Word for word, copy the entire listing.

━━━━

//! Label service
//!
//! One call per label: build the shipment, let the carrier create it, stamp
//! the sender banner, package the result. Nothing is retried and nothing is
//! stored.

use bytes::Bytes;
use std::sync::Arc;
use tracing::{debug, info};

use crate::carrier::LabelCarrier;
use crate::config::{LabelSettings, Settings};
use crate::domain::{LabelFormat, LabelOrder, Mode, ShipmentRequest};
use super::builder::ShipmentBuilder;
use super::error::LabelError;
use super::overlay::{annotate, RenderError};
use super::packager::{package, FinishedLabel, LabelPayload};

/// Orchestrates label creation for the HTTP layer
pub struct LabelService {
    carrier: Arc<dyn LabelCarrier>,
    builder: ShipmentBuilder,
    labels: LabelSettings,
}

impl LabelService {
    pub fn new(carrier: Arc<dyn LabelCarrier>, settings: &Settings) -> Self {
        LabelService {
            carrier,
            builder: ShipmentBuilder::new(&settings.business),
            labels: settings.labels.clone(),
        }
    }

    pub fn carrier(&self) -> &dyn LabelCarrier {
        self.carrier.as_ref()
    }

    /// Create one label and package it for the caller
    pub async fn create_label(
        &self,
        order: &LabelOrder,
        json_requested: bool,
    ) -> Result<LabelPayload, LabelError> {
        let mode = Mode::parse(order.mode.as_deref());
        let request = self.builder.build(order, mode)?;

        let result = self.carrier.create_shipment(&request).await?;
        let bytes = self.post_process(&request, result.label, result.format).await?;

        info!(
            mode = mode.as_str(),
            tracking = ?result.tracking_number,
            format = result.format.code(),
            bytes = bytes.len(),
            "Label ready"
        );

        Ok(package(
            FinishedLabel {
                bytes,
                format: result.format,
                tracking_number: result.tracking_number,
                mode,
            },
            json_requested,
        ))
    }

    async fn post_process(
        &self,
        request: &ShipmentRequest,
        label: Bytes,
        format: LabelFormat,
    ) -> Result<Bytes, RenderError> {
        if !self.labels.sender_banner || format != LabelFormat::Pdf {
            return Ok(label);
        }

        let banner = format!("{} {}", self.labels.banner_prefix, request.sender_name())
            .trim()
            .to_uppercase();
        debug!(banner = %banner, "Stamping sender banner");

        // PDF parsing is CPU-bound; keep it off the async workers
        tokio::task::spawn_blocking(move || annotate(label, format, &banner))
            .await
            .map_err(|e| RenderError::Task(e.to_string()))?
    }
}

#[cfg(test)]
mod tests {
    use super::*;
    use crate::carrier::CarrierError;
    use crate::test_support::{self, FakeCarrier};
    use lopdf::Document;

    fn service(carrier: Arc<FakeCarrier>, banner: bool) -> LabelService {
        let mut settings = test_support::settings("http://unused");
        settings.labels.sender_banner = banner;
        LabelService::new(carrier, &settings)
    }

    fn page_content(pdf: &[u8]) -> Vec<u8> {
        let doc = Document::load_mem(pdf).unwrap();
        let page = *doc.get_pages().values().next().unwrap();
        doc.get_page_content(page).unwrap()
    }

    #[tokio::test]
    async fn test_return_label_is_stamped_with_sender() {
        let carrier = Arc::new(FakeCarrier::pdf());
        let order = LabelOrder { mode: Some("return".to_string()), ..test_support::order() };

        let payload = service(carrier.clone(), true).create_label(&order, false).await.unwrap();
        match payload {
            LabelPayload::Binary { bytes, filename, .. } => {
                let content = page_content(&bytes);
                assert!(content.windows(14).any(|w| w == b"FROM: JANE DOE"));
                assert!(filename.starts_with("return-label"));
            }
            other => panic!("expected binary payload, got {:?}", other),
        }

        let sent = carrier.requests();
        assert_eq!(sent.len(), 1);
        assert_eq!(sent[0].ship_from.name, "Jane Doe");
    }

    #[tokio::test]
    async fn test_banner_disabled_keeps_carrier_bytes() {
        let carrier = Arc::new(FakeCarrier::pdf());
        let payload = service(carrier, false)
            .create_label(&test_support::order(), true)
            .await
            .unwrap();
        match payload {
            LabelPayload::Json(envelope) => {
                use base64::Engine;
                let expected = base64::engine::general_purpose::STANDARD
                    .encode(test_support::pdf_label(1, None));
                assert_eq!(envelope.label_base64, expected);
            }
            other => panic!("expected json payload, got {:?}", other),
        }
    }

    #[tokio::test]
    async fn test_invalid_recipient_never_reaches_carrier() {
        let carrier = Arc::new(FakeCarrier::pdf());
        let order = LabelOrder { to: None, ..test_support::order() };
        let err = service(carrier.clone(), true).create_label(&order, false).await.unwrap_err();

        assert!(matches!(err, LabelError::Validation(_)));
        assert!(carrier.requests().is_empty());
    }

    #[tokio::test]
    async fn test_carrier_failure_is_not_retried() {
        let carrier = Arc::new(FakeCarrier::failing(503, "unavailable"));
        let err = service(carrier.clone(), true)
            .create_label(&test_support::order(), false)
            .await
            .unwrap_err();

        assert!(matches!(err, LabelError::Carrier(CarrierError::Api { status: 503, .. })));
        assert_eq!(carrier.requests().len(), 1);
    }

    #[tokio::test]
    async fn test_corrupt_pdf_is_a_render_error() {
        let carrier = Arc::new(FakeCarrier::with_label(Bytes::from_static(b"%PDF-garbage"), LabelFormat::Pdf));
        let err = service(carrier, true)
            .create_label(&test_support::order(), false)
            .await
            .unwrap_err();
        assert!(matches!(err, LabelError::Render(_)));
    }
}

━━━━

## Written response
//! Label service
//!
//! One call per label: build the shipment, let the carrier create it, stamp
//! the sender banner, package the result. Nothing is retried and nothing is
//! stored.

use bytes::Bytes;
use std::sync::Arc;
use tracing::{debug, info};

use crate::carrier::LabelCarrier;
use crate::config::{LabelSettings, Settings};
use crate::domain::{LabelFormat, LabelOrder, Mode, ShipmentRequest};
use super::builder::ShipmentBuilder;
use super::error::LabelError;
use super::overlay::{annotate, RenderError};
use super::packager::{package, FinishedLabel, LabelPayload};

/// Orchestrates label creation for the HTTP layer
pub struct LabelService {
    carrier: Arc<dyn LabelCarrier>,
    builder: ShipmentBuilder,
    labels: LabelSettings,
}

impl LabelService {
    pub fn new(carrier: Arc<dyn LabelCarrier>, settings: &Settings) -> Self {
        LabelService {
            carrier,
            builder: ShipmentBuilder::new(&settings.business),
            labels: settings.labels.clone(),
        }
    }

    pub fn carrier(&self) -> &dyn LabelCarrier {
        self.carrier.as_ref()
    }

    /// Create one label and package it for the caller
    pub async fn create_label(
        &self,
        order: &LabelOrder,
        json_requested: bool,
    ) -> Result<LabelPayload, LabelError> {
        let mode = Mode::parse(order.mode.as_deref());
        let request = self.builder.build(order, mode)?;

        let result = self.carrier.create_shipment(&request).await?;
        let bytes = self.post_process(&request, result.label, result.format).await?;

        info!(
            mode = mode.as_str(),
            tracking = ?result.tracking_number,
            format = result.format.code(),
            bytes = bytes.len(),
            "Label ready"
        );

        Ok(package(
            FinishedLabel {
                bytes,
                format: result.format,
                tracking_number: result.tracking_number,
                mode,
            },
            json_requested,
        ))
    }

    async fn post_process(
        &self,
        request: &ShipmentRequest,
        label: Bytes,
        format: LabelFormat,
    ) -> Result<Bytes, RenderError> {
        if !self.labels.sender_banner || format != LabelFormat::Pdf {
            return Ok(label);
        }

        let banner = format!("{} {}", self.labels.banner_prefix, request.sender_name())
            .trim()
            .to_uppercase();
        debug!(banner = %banner, "Stamping sender banner");

        // PDF parsing is CPU-bound; keep it off the async workers
        tokio::task::spawn_blocking(move || annotate(label, format, &banner))
            .await
            .map_err(|e| RenderError::Task(e.to_string()))?
    }
}

#[cfg(test)]
mod tests {
    use super::*;
    use crate::carrier::CarrierError;
    use crate::test_support::{self, FakeCarrier};
    use lopdf::Document;

    fn service(carrier: Arc<FakeCarrier>, banner: bool) -> LabelService {
        let mut settings = test_support::settings("http://unused");
        settings.labels.sender_banner = banner;
        LabelService::new(carrier, &settings)
    }

    fn page_content(pdf: &[u8]) -> Vec<u8> {
        let doc = Document::load_mem(pdf).unwrap();
        let page = *doc.get_pages().values().next().unwrap();
        doc.get_page_content(page).unwrap()
    }

    #[tokio::test]
    async fn test_return_label_is_stamped_with_sender() {
        let carrier = Arc::new(FakeCarrier::pdf());
        let order = LabelOrder { mode: Some("return".to_string()), ..test_support::order() };

        let payload = service(carrier.clone(), true).create_label(&order, false).await.unwrap();
        match payload {
            LabelPayload::Binary { bytes, filename, .. } => {
                let content = page_content(&bytes);
                assert!(content.windows(14).any(|w| w == b"FROM: JANE DOE"));
                assert!(filename.starts_with("return-label"));
            }
            other => panic!("expected binary payload, got {:?}", other),
        }

        let sent = carrier.requests();
        assert_eq!(sent.len(), 1);
        assert_eq!(sent[0].ship_from.name, "Jane Doe");
    }

    #[tokio::test]
    async fn test_banner_disabled_keeps_carrier_bytes() {
        let carrier = Arc::new(FakeCarrier::pdf());
        let payload = service(carrier, false)
            .create_label(&test_support::order(), true)
            .await
            .unwrap();
        match payload {
            LabelPayload::Json(envelope) => {
                use base64::Engine;
                let expected = base64::engine::general_purpose::STANDARD
                    .encode(test_support::pdf_label(1, None));
                assert_eq!(envelope.label_base64, expected);
            }
            other => panic!("expected json payload, got {:?}", other),
        }
    }

    #[tokio::test]
    async fn test_invalid_recipient_never_reaches_carrier() {
        let carrier = Arc::new(FakeCarrier::pdf());
        let order = LabelOrder { to: None, ..test_support::order() };
        let err = service(carrier.clone(), true).create_label(&order, false).await.unwrap_err();

        assert!(matches!(err, LabelError::Validation(_)));
        assert!(carrier.requests().is_empty());
    }

    #[tokio::test]
    async fn test_carrier_failure_is_not_retried() {
        let carrier = Arc::new(FakeCarrier::failing(503, "unavailable"));
        let err = service(carrier.clone(), true)
            .create_label(&test_support::order(), false)
            .await
            .unwrap_err();

        assert!(matches!(err, LabelError::Carrier(CarrierError::Api { status: 503, .. })));
        assert_eq!(carrier.requests().len(), 1);
    }

    #[tokio::test]
    async fn test_corrupt_pdf_is_a_render_error() {
        let carrier = Arc::new(FakeCarrier::with_label(Bytes::from_static(b"%PDF-garbage"), LabelFormat::Pdf));
        let err = service(carrier, true)
            .create_label(&test_support::order(), false)
            .await
            .unwrap_err();
        assert!(matches!(err, LabelError::Render(_)));
    }
}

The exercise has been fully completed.